This town was already gone.

It was obvious from the moment we crested the rise. There was no light, and no movement. Just a town, locked away. I could see the sheen of the metal plate the town had been built on, channeling nothing but cold now.

“We can rest here,” Flare said.

Flare didn’t bother with fanfare or ceremony. The town we had been heading towards was gone, so we would rest and move on. I didn’t know what map Flare was working from, or where we would ultimately be headed. I just followed. I hoped I would find out eventually, it wasn’t easy not knowing what was in the distance for us. If it would be like my hometown, or like Crownsbreak.

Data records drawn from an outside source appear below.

//! The Bellman backup for cost-minimising MDPs:
//!
//! `V(s) = min_a [ c(s, a) + sum_{s'} P(s' | s, a) V(s') ]`

use crate::error::{InvalidMdp, Result};
use crate::model::{Action, State, StateId};

/// Read-only source of successor values for a backup.
///
/// # Panics
/// The slice and `Vec` implementations panic when `state` is past the end
/// of the values, i.e. when they do not cover the whole problem.
pub trait ValueSource {
    fn value_of(&self, state: StateId) -> f64;
}

impl ValueSource for [f64] {
    fn value_of(&self, state: StateId) -> f64 {
        self[state.index()]
    }
}

impl ValueSource for Vec<f64> {
    fn value_of(&self, state: StateId) -> f64 {
        self.as_slice().value_of(state)
    }
}

/// Result of backing up one state.
#[derive(Debug, Clone, Copy, PartialEq)]
pub struct Backup {
    /// Minimal expected cost over the eligible actions.
    pub value: f64,
    /// Index of the minimising action in the state's action list.
    pub action: usize,
}

impl Backup {
    /// The minimising action.
    ///
    /// # Panics
    /// Panics if `state` is not the state this backup was computed for and
    /// has fewer actions.
    pub fn action<'a>(&self, state: &'a State) -> &'a Action {
        &state.actions()[self.action]
    }
}

/// Expected one-step cost of taking `action`: `c + sum_{s'} P(s') V(s')`.
pub fn q_value<V: ValueSource + ?Sized>(action: &Action, values: &V) -> f64 {
    let transitions = action.transitions();
    if let [only] = transitions {
        return action.cost() + values.value_of(only.successor);
    }
    action.cost()
        + transitions
            .iter()
            .map(|t| t.probability * values.value_of(t.successor))
            .sum::<f64>()
}

/// Backs up `state` against `values`.
///
/// Self-loops are skipped. Actions are compared with a strict `<` in
/// declaration order, so among equal-cost actions the earliest one wins.
pub fn backup<V: ValueSource + ?Sized>(state: &State, values: &V) -> Result<Backup> {
    let mut best: Option<Backup> = None;

    for (index, action) in state.actions().iter().enumerate() {
        if action.is_self_loop() {
            continue;
        }
        let q = q_value(action, values);
        if best.map_or(true, |b| q < b.value) {
            best = Some(Backup {
                value: q,
                action: index,
            });
        }
    }

    best.ok_or_else(|| {
        InvalidMdp::NoEligibleActions {
            state: state.label().to_string(),
        }
        .into()
    })
}
use super::state::StateId;

/// An immutable assignment of one action per state.
///
/// Entries are indices into the owning state's action list; the goal state
/// (and any state not yet decided) maps to `None`.
#[derive(Debug, Clone, PartialEq, Eq)]
pub struct Policy {
    choices: Vec<Option<usize>>,
}

impl Policy {
    /// A policy over `num_states` states with nothing chosen yet.
    pub fn empty(num_states: usize) -> Self {
        Self {
            choices: vec![None; num_states],
        }
    }

    pub fn from_choices(choices: Vec<Option<usize>>) -> Self {
        Self { choices }
    }

    pub fn action_of(&self, state: StateId) -> Option<usize> {
        self.choices.get(state.index()).copied().flatten()
    }

    /// # Panics
    /// Panics if `state` is outside the policy.
    pub fn set(&mut self, state: StateId, action: Option<usize>) {
        self.choices[state.index()] = action;
    }

    pub fn len(&self) -> usize {
        self.choices.len()
    }

    pub fn is_empty(&self) -> bool {
        self.choices.is_empty()
    }

    pub fn iter(&self) -> impl Iterator<Item = (StateId, Option<usize>)> + '_ {
        self.choices
            .iter()
            .enumerate()
            .map(|(index, choice)| (StateId(index), *choice))
    }
}

#[cfg(test)]
mod tests {
    use super::*;

    #[test]
    fn test_set_and_lookup() {
        let mut policy = Policy::empty(2);
        policy.set(StateId(1), Some(3));
        assert_eq!(policy.action_of(StateId(0)), None);
        assert_eq!(policy.action_of(StateId(1)), Some(3));
        // Lookups outside the policy are undecided rather than a panic.
        assert_eq!(policy.action_of(StateId(5)), None);
    }

    #[test]
    #[should_panic]
    fn test_set_outside_policy_panics() {
        let mut policy = Policy::empty(2);
        policy.set(StateId(2), Some(0));
    }
}
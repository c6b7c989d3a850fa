/// How value iteration decides that it has converged.
#[derive(Debug, Clone, Copy, PartialEq, Eq, Default)]
pub enum StoppingRule {
    /// Stop once the smallest sweep residual seen so far is within epsilon.
    /// This is the historical behaviour and the default.
    #[default]
    MinimumResidual,
    /// Stop once the residual of the latest sweep is within epsilon.
    LatestResidual,
}

/// Configuration shared by the planners.
#[derive(Debug, Clone, PartialEq, Eq)]
pub struct SolverConfig {
    /// Convergence statistic used by value iteration.
    pub stopping_rule: StoppingRule,
    /// Upper bound on sweeps (value iteration), outer rounds and inner
    /// evaluation sweeps (policy iteration). `None` loops until convergence.
    pub max_iterations: Option<usize>,
}

impl Default for SolverConfig {
    fn default() -> Self {
        Self {
            stopping_rule: StoppingRule::MinimumResidual,
            max_iterations: None,
        }
    }
}

impl SolverConfig {
    pub fn with_stopping_rule(mut self, stopping_rule: StoppingRule) -> Self {
        self.stopping_rule = stopping_rule;
        self
    }

    pub fn with_max_iterations(mut self, max_iterations: usize) -> Self {
        self.max_iterations = Some(max_iterations);
        self
    }

    pub(crate) fn exhausted(&self, iterations: usize) -> bool {
        self.max_iterations.is_some_and(|cap| iterations >= cap)
    }
}
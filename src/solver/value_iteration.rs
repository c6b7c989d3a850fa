//! Synchronous (Jacobi) value iteration.
//!
//! Sweep `k` backs up every non-goal state against the values of sweep
//! `k - 1` only, so no state ever observes a value computed in the same sweep.

use std::time::Instant;

use log::{info, trace};

use super::bellman::{backup, Backup};
use super::config::{SolverConfig, StoppingRule};
use super::report::SolveReport;
use super::{Algorithm, MdpSolver};
use crate::error::{Error, Result};
use crate::model::{Problem, State, StateId};

#[derive(Debug, Clone, Default)]
pub struct ValueIteration {
    config: SolverConfig,
}

impl ValueIteration {
    pub fn new(config: SolverConfig) -> Self {
        Self { config }
    }

    pub fn config(&self) -> &SolverConfig {
        &self.config
    }
}

impl MdpSolver for ValueIteration {
    /// Runs value iteration until the configured stopping statistic is within
    /// the problem's epsilon.
    ///
    /// Any previous annotations on `problem` are discarded first. Without an
    /// iteration cap a non-contracting problem loops forever.
    fn solve(&self, problem: &mut Problem) -> Result<SolveReport> {
        let start = Instant::now();
        let mut report = SolveReport::new(Algorithm::ValueIteration);
        let epsilon = problem.epsilon();

        problem.reset();
        problem.push_initial_values();

        let mut min_residual = f64::INFINITY;
        let mut iteration = 0;
        loop {
            iteration += 1;
            let previous = problem.snapshot(iteration - 1);
            let backups = sweep(problem, &previous)?;

            let mut residual = 0.0_f64;
            for (index, result) in backups.into_iter().enumerate() {
                let state = problem.state_mut(StateId(index));
                match result {
                    Some(b) => {
                        residual = residual.max((b.value - previous[index]).abs());
                        state.push_value(b.value);
                        state.set_best_action(Some(b.action));
                    }
                    None => {
                        state.push_value(0.0);
                        state.set_best_action(None);
                    }
                }
            }

            min_residual = min_residual.min(residual);
            let statistic = match self.config.stopping_rule {
                StoppingRule::MinimumResidual => min_residual,
                StoppingRule::LatestResidual => residual,
            };
            report.residuals.push(residual);
            report.stopping_statistics.push(statistic);
            trace!(
                "value iteration sweep {}: residual {:e}, statistic {:e}",
                iteration,
                residual,
                statistic
            );

            if statistic <= epsilon {
                break;
            }
            if self.config.exhausted(iteration) {
                return Err(Error::DidNotConverge {
                    algorithm: Algorithm::ValueIteration,
                    iterations: iteration,
                    residual: statistic,
                });
            }
        }

        report.iterations = iteration;
        report.elapsed = start.elapsed();
        info!(
            "value iteration converged after {} sweeps in {}ms",
            report.iterations,
            report.elapsed.as_millis()
        );
        Ok(report)
    }
}

fn backup_unless_goal(
    problem: &Problem,
    state: &State,
    previous: &[f64],
) -> Result<Option<Backup>> {
    if problem.is_goal(state.id()) {
        Ok(None)
    } else {
        backup(state, previous).map(Some)
    }
}

/// Backs up every state against `previous`; the goal yields `None`.
#[cfg(not(feature = "parallel"))]
fn sweep(problem: &Problem, previous: &[f64]) -> Result<Vec<Option<Backup>>> {
    problem
        .states()
        .iter()
        .map(|state| backup_unless_goal(problem, state, previous))
        .collect()
}

#[cfg(feature = "parallel")]
fn sweep(problem: &Problem, previous: &[f64]) -> Result<Vec<Option<Backup>>> {
    use rayon::prelude::*;

    problem
        .states()
        .par_iter()
        .map(|state| backup_unless_goal(problem, state, previous))
        .collect()
}

#[cfg(test)]
mod tests {
    use super::*;
    use crate::model::{ActionName, ProblemBuilder};
    use approx::assert_relative_eq;

    #[test]
    fn test_single_step_to_goal() {
        let mut builder = ProblemBuilder::new(1e-3);
        builder
            .state("S0")
            .state("S1")
            .action("S0", ActionName::East, 1.0, [("S1", 1.0)])
            .goal("S1")
            .initial("S0");
        let mut problem = builder.build().unwrap();

        let report = ValueIteration::default().solve(&mut problem).unwrap();

        let s0 = problem.state_by_label("S0").unwrap();
        let s1 = problem.state_by_label("S1").unwrap();
        assert_relative_eq!(s0.latest_value().unwrap(), 1.0);
        assert_eq!(problem.best_action_name(s0.id()), Some(&ActionName::East));
        assert_relative_eq!(s1.latest_value().unwrap(), 0.0);
        assert!(s1.best_action().is_none());
        assert_eq!(report.iterations, 2);
        assert_eq!(s0.values(), &[0.0, 1.0, 1.0]);
        assert_eq!(s1.values(), &[0.0, 0.0, 0.0]);
    }

    #[test]
    fn test_sweeps_are_synchronous() {
        // G <- A <- B, declared so that A is backed up before B.
        let mut builder = ProblemBuilder::new(1e-3);
        builder
            .state("G")
            .state("A")
            .state("B")
            .action("A", ActionName::West, 1.0, [("G", 1.0)])
            .action("B", ActionName::West, 1.0, [("A", 1.0)])
            .goal("G");
        let mut problem = builder.build().unwrap();

        let report = ValueIteration::default().solve(&mut problem).unwrap();

        // In the first sweep B still sees A's initial 0.0.
        let b = problem.state_by_label("B").unwrap();
        assert_eq!(b.value_at(1), Some(1.0));
        assert_eq!(b.value_at(2), Some(2.0));
        assert_eq!(report.iterations, 3);
        assert_eq!(report.residuals, vec![1.0, 1.0, 0.0]);
    }

    #[test]
    fn test_iteration_cap_reports_non_convergence() {
        // A and B bounce between each other and never reach the goal.
        let mut builder = ProblemBuilder::new(0.5);
        builder
            .state("A")
            .state("B")
            .state("G")
            .action("A", ActionName::East, 1.0, [("B", 1.0)])
            .action("B", ActionName::West, 1.0, [("A", 1.0)])
            .goal("G");
        let mut problem = builder.build().unwrap();

        let solver = ValueIteration::new(SolverConfig::default().with_max_iterations(10));
        let err = solver.solve(&mut problem).unwrap_err();
        assert_eq!(
            err,
            Error::DidNotConverge {
                algorithm: Algorithm::ValueIteration,
                iterations: 10,
                residual: 1.0,
            }
        );
        assert_eq!(problem.state_by_label("A").unwrap().values().len(), 11);
    }

    #[test]
    fn test_stopping_rules_on_noisy_chain() {
        // A slips back in place half the time, so its residual halves each sweep.
        let mut builder = ProblemBuilder::new(1e-4);
        builder
            .state("A")
            .state("G")
            .action("A", ActionName::East, 1.0, [("G", 0.5), ("A", 0.5)])
            .goal("G");
        let mut problem = builder.build().unwrap();

        let minimum = ValueIteration::default().solve(&mut problem).unwrap();
        assert!(minimum
            .stopping_statistics
            .windows(2)
            .all(|w| w[1] <= w[0]));
        assert!(*minimum.stopping_statistics.last().unwrap() <= 1e-4);
        assert_relative_eq!(
            problem.state(StateId(0)).latest_value().unwrap(),
            2.0,
            epsilon = 1e-3
        );

        let latest = ValueIteration::new(
            SolverConfig::default().with_stopping_rule(StoppingRule::LatestResidual),
        )
        .solve(&mut problem)
        .unwrap();
        assert_eq!(latest.stopping_statistics, latest.residuals);
        assert!(latest.final_residual().unwrap() <= 1e-4);
        // On a monotone residual sequence both rules stop at the same sweep.
        assert_eq!(latest.iterations, minimum.iterations);
    }

    #[test]
    fn test_state_without_eligible_actions_fails() {
        let mut builder = ProblemBuilder::new(1e-3);
        builder
            .state("S0")
            .state("S1")
            .action("S0", ActionName::North, 1.0, [("S0", 1.0)])
            .goal("S1");
        let mut problem = builder.build().unwrap();

        assert!(matches!(
            ValueIteration::default().solve(&mut problem),
            Err(Error::InvalidMdp(_))
        ));
    }
}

Or if it would be like this.

Flare lit a fire, and placed the witch-stone in it. We had a circle of golden warmth. Even so, the stillness loomed. I could see people, former people, I could see statues in blue glinting in the starlight in the town below. They were seated, looking up. Looking up at the darkness and the light and the soft twinkling. The stars were all that moved, here.

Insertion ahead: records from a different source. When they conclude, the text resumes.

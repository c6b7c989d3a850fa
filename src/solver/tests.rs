use approx::assert_abs_diff_eq;

use crate::error::Error;
use crate::grid::GridWorld;
use crate::model::{ActionName, GridCoord, Problem, StateId};
use crate::solver::{
    backup, run_policy_iteration, run_value_iteration, Algorithm, MdpSolver, PolicyIteration,
    SolverConfig, ValueIteration,
};

fn best_actions(problem: &Problem) -> Vec<Option<ActionName>> {
    problem
        .states()
        .iter()
        .map(|s| problem.best_action_name(s.id()).cloned())
        .collect()
}

fn assert_algorithms_agree(problem: &Problem, tolerance: f64) {
    let mut by_value = problem.clone();
    let mut by_policy = problem.clone();
    run_value_iteration(&mut by_value).unwrap();
    run_policy_iteration(&mut by_policy).unwrap();

    assert_eq!(best_actions(&by_value), best_actions(&by_policy));
    for (v, p) in by_value.latest_values().iter().zip(by_policy.latest_values()) {
        assert_abs_diff_eq!(*v, p, epsilon = tolerance);
    }
}

#[test]
fn test_agreement_on_running_example() {
    let problem = GridWorld::default().build().unwrap();
    assert_algorithms_agree(&problem, problem.epsilon());
}

#[test]
fn test_agreement_on_blocked_grid() {
    let problem = GridWorld::new(6, 4, GridCoord::new(6, 4))
        .with_blocked([GridCoord::new(3, 2), GridCoord::new(3, 3)])
        .with_initial(GridCoord::new(1, 1))
        .build()
        .unwrap();
    assert_algorithms_agree(&problem, problem.epsilon());

    let mut solved = problem.clone();
    run_value_iteration(&mut solved).unwrap();
    let start = solved.state_at(GridCoord::new(1, 1)).unwrap();
    // Manhattan distance to the goal; the wall does not lengthen the path.
    assert_eq!(start.latest_value(), Some(8.0));
}

#[test]
fn test_agreement_on_slippery_corridor() {
    let problem = GridWorld::new(5, 1, GridCoord::new(5, 1))
        .with_slip(0.2)
        .with_epsilon(1e-9)
        .build()
        .unwrap();
    assert_algorithms_agree(&problem, 1e-6);

    let mut solved = problem.clone();
    run_value_iteration(&mut solved).unwrap();
    for x in 1..5 {
        let state = solved.state_at(GridCoord::new(x, 1)).unwrap();
        // Each step succeeds with probability 0.8: expected cost 1.25 per cell.
        let expected = 1.25 * f64::from(5 - x);
        assert_abs_diff_eq!(state.latest_value().unwrap(), expected, epsilon = 1e-6);
        assert_eq!(solved.best_action_name(state.id()), Some(&ActionName::East));
    }
}

#[test]
fn test_converged_values_are_a_fixed_point() {
    let mut problem = GridWorld::new(4, 4, GridCoord::new(4, 4))
        .with_slip(0.3)
        .with_blocked([GridCoord::new(2, 3)])
        .with_epsilon(1e-6)
        .build()
        .unwrap();
    run_value_iteration(&mut problem).unwrap();

    let values = problem.latest_values();
    for state in problem.states() {
        if problem.is_goal(state.id()) {
            assert_eq!(values[state.id().index()], 0.0);
            continue;
        }
        let again = backup(state, &values).unwrap();
        assert_abs_diff_eq!(again.value, values[state.id().index()], epsilon = 1e-6);
    }
}

#[test]
fn test_goal_stays_at_zero_every_iteration() {
    let mut problem = GridWorld::default().build().unwrap();
    let report = run_value_iteration(&mut problem).unwrap();

    let goal = problem.state(problem.goal());
    assert_eq!(goal.values().len(), report.iterations + 1);
    assert!(goal.values().iter().all(|&v| v == 0.0));
    assert!(goal.best_action().is_none());
}

#[test]
fn test_problem_can_be_solved_twice() {
    let mut problem = GridWorld::default().build().unwrap();

    let first = run_value_iteration(&mut problem).unwrap();
    let after_value = best_actions(&problem);
    assert_eq!(
        problem.state(StateId(0)).values().len(),
        first.iterations + 1
    );

    let second = run_policy_iteration(&mut problem).unwrap();
    assert_eq!(problem.state(StateId(0)).values()[0], 0.0);
    assert_eq!(
        problem.state(StateId(0)).values().len(),
        second.iterations + 1
    );
    assert_eq!(best_actions(&problem), after_value);

    problem.reset();
    assert!(problem.states().iter().all(|s| s.values().is_empty()));
    assert!(problem.policy().iter().all(|(_, choice)| choice.is_none()));
}

#[test]
fn test_cyclic_initial_policy_hits_cap() {
    // With the goal in the south-west corner the east-first seed sends the
    // north-east corner south and the cell below it back north.
    let mut problem = GridWorld::new(3, 3, GridCoord::new(1, 1)).build().unwrap();

    let capped = PolicyIteration::new(SolverConfig::default().with_max_iterations(200));
    match capped.solve(&mut problem) {
        Err(Error::DidNotConverge {
            algorithm,
            iterations,
            ..
        }) => {
            assert_eq!(algorithm, Algorithm::PolicyIteration);
            assert_eq!(iterations, 200);
        }
        other => panic!("unexpected result: {:?}", other),
    }

    // Value iteration has no such seed and solves the same grid.
    let report = ValueIteration::default().solve(&mut problem).unwrap();
    assert!(report.iterations > 0);
    let corner = problem.state_at(GridCoord::new(3, 3)).unwrap();
    assert_eq!(corner.latest_value(), Some(4.0));
}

I shivered. It was chilly. I knew about death. I’d seen plenty of it. Harvesters whose charms had failed them, frozen stiff, carried into town by a solemn procession. Forgekeepers who had stumbled too close to the flame itself. Disease, age, injury, accident, murder. It all funneled through my dad, and it all was laid bare in front of me. It didn’t make it better. Crownsbreak, decimated. Scorched Rock, frozen. This town, nameless now, one large gravestone for everyone who had lived in it.

Flare said, “Do you see it?”

I looked at her.

She said, “How the town made its warmth.”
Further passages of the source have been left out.